Marshall's life wasn't centered solely around building audio equipment. Throughout his days he dabbled in tap dancing, being a big band singer and drummer, and worked as a toolmaker for aircraft manufacturers during WWII. At one point he began doling out drum lessons and opened a London drum shop, a move that led him to rock music's finest. One of his students was even Mitch Mitchell, who would later introduce him to the leader of his new trio, Hendrix.

But a major point in Marshall's path came from the incessant nagging of one of his shop customers. This customer, a young rock musician and the son of one of Marshall's big band buddies, was hanging around and he kept asking why Marshall didn't have guitars and amps as a part of his shop inventory. One day Marshall decided to take the young man's advice -- whose name happened to be Pete Townshend -- to add this equipment to his storefront, and his business took off. Then, once Townshend learned of Marshall's technical background, he asked him to devise an amp with more power and rawness than the more clean-sounding Fenders.

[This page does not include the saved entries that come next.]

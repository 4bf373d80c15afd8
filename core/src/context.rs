// Licensed to the Apache Software Foundation (ASF) under one
// or more contributor license agreements.  See the NOTICE file
// distributed with this work for additional information
// regarding copyright ownership.  The ASF licenses this file
// to you under the Apache License, Version 2.0 (the
// "License"); you may not use this file except in compliance
// with the License.  You may obtain a copy of the License at
//
//   http://www.apache.org/licenses/LICENSE-2.0
//
// Unless required by applicable law or agreed to in writing,
// software distributed under the License is distributed on an
// "AS IS" BASIS, WITHOUT WARRANTIES OR CONDITIONS OF ANY
// KIND, either express or implied.  See the License for the
// specific language governing permissions and limitations
// under the License.

use std::collections::HashMap;
use std::fmt::Debug;
use std::sync::Arc;

/// Context provides the environment that credential providers and signers read from.
///
/// Signing itself is a pure transform and never touches the context. Only
/// credential and config loading go through it, so tests can swap in a
/// [`StaticEnv`] instead of mutating the process environment.
///
/// ## Example
///
/// ```
/// use reqsign_core::{Context, OsEnv};
///
/// let ctx = Context::new().with_env(OsEnv);
/// ```
#[derive(Clone)]
pub struct Context {
    env: Arc<dyn Env>,
}

impl Debug for Context {
    fn fmt(&self, f: &mut std::fmt::Formatter<'_>) -> std::fmt::Result {
        f.debug_struct("Context").field("env", &self.env).finish()
    }
}

impl Default for Context {
    fn default() -> Self {
        Self::new()
    }
}

impl Context {
    /// Create a new Context with a no-op environment.
    ///
    /// Use [`Context::with_env`] to read real environment variables.
    pub fn new() -> Self {
        Self {
            env: Arc::new(NoopEnv),
        }
    }

    /// Replace the environment implementation.
    pub fn with_env(mut self, env: impl Env) -> Self {
        self.env = Arc::new(env);
        self
    }

    /// Get the environment variable.
    ///
    /// - Returns `Some(v)` if the environment variable is found and is valid utf-8.
    /// - Returns `None` if the environment variable is not found or value is invalid.
    #[inline]
    pub fn env_var(&self, key: &str) -> Option<String> {
        self.env.var(key)
    }

    /// Returns an hashmap of (variable, value) pairs of strings, for all the
    /// environment variables visible through this context.
    #[inline]
    pub fn env_vars(&self) -> HashMap<String, String> {
        self.env.vars()
    }
}

/// Env abstracts environment variable access.
pub trait Env: Debug + Send + Sync + 'static {
    /// Get an environment variable.
    fn var(&self, key: &str) -> Option<String>;

    /// Returns all environment variables.
    fn vars(&self) -> HashMap<String, String>;
}

/// Implements Env for the OS process environment.
#[derive(Debug, Copy, Clone)]
pub struct OsEnv;

impl Env for OsEnv {
    fn var(&self, key: &str) -> Option<String> {
        std::env::var_os(key)?.into_string().ok()
    }

    fn vars(&self) -> HashMap<String, String> {
        std::env::vars().collect()
    }
}

/// StaticEnv provides a static env environment.
///
/// This is useful for testing or for providing a fixed environment.
#[derive(Debug, Clone, Default)]
pub struct StaticEnv {
    /// The environment variables to use.
    pub envs: HashMap<String, String>,
}

impl StaticEnv {
    /// Build a StaticEnv from `(key, value)` pairs.
    pub fn from_pairs<'a>(pairs: impl IntoIterator<Item = (&'a str, &'a str)>) -> Self {
        Self {
            envs: pairs
                .into_iter()
                .map(|(k, v)| (k.to_string(), v.to_string()))
                .collect(),
        }
    }
}

impl Env for StaticEnv {
    fn var(&self, key: &str) -> Option<String> {
        self.envs.get(key).cloned()
    }

    fn vars(&self) -> HashMap<String, String> {
        self.envs.clone()
    }
}

/// NoopEnv is a no-op implementation that always returns None/empty.
///
/// This is used when no environment is configured.
#[derive(Debug, Clone, Copy, Default)]
pub struct NoopEnv;

impl Env for NoopEnv {
    fn var(&self, _key: &str) -> Option<String> {
        None
    }

    fn vars(&self) -> HashMap<String, String> {
        HashMap::new()
    }
}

From this point on, Marshall would be on a mission to build the bigger, louder speakers that musicians always were looking for, and his first success was with his sixth prototype. He tried everything, from incorporating airplane vacuum tubes into the design, to packing four 12-inch speakers into angled cabinets, to eventually making the 100-watt amp powering eight speakers (two of the cabinets in the famed stack formation).

So with all the hype about this Wednesday's Golden God Awards - where no doubt we will all see several of the Marshall stack formations -- honor the people who are responsible for the sounds that you know and love with a salute, a shot, some headbanging. Not just the musicians, but people like Jim Marshall and many more who are mostly unknown to the fans, and helped make heavy music sound so deliciously loud that there's probably an entire generation who lost their hearing by the age of 42.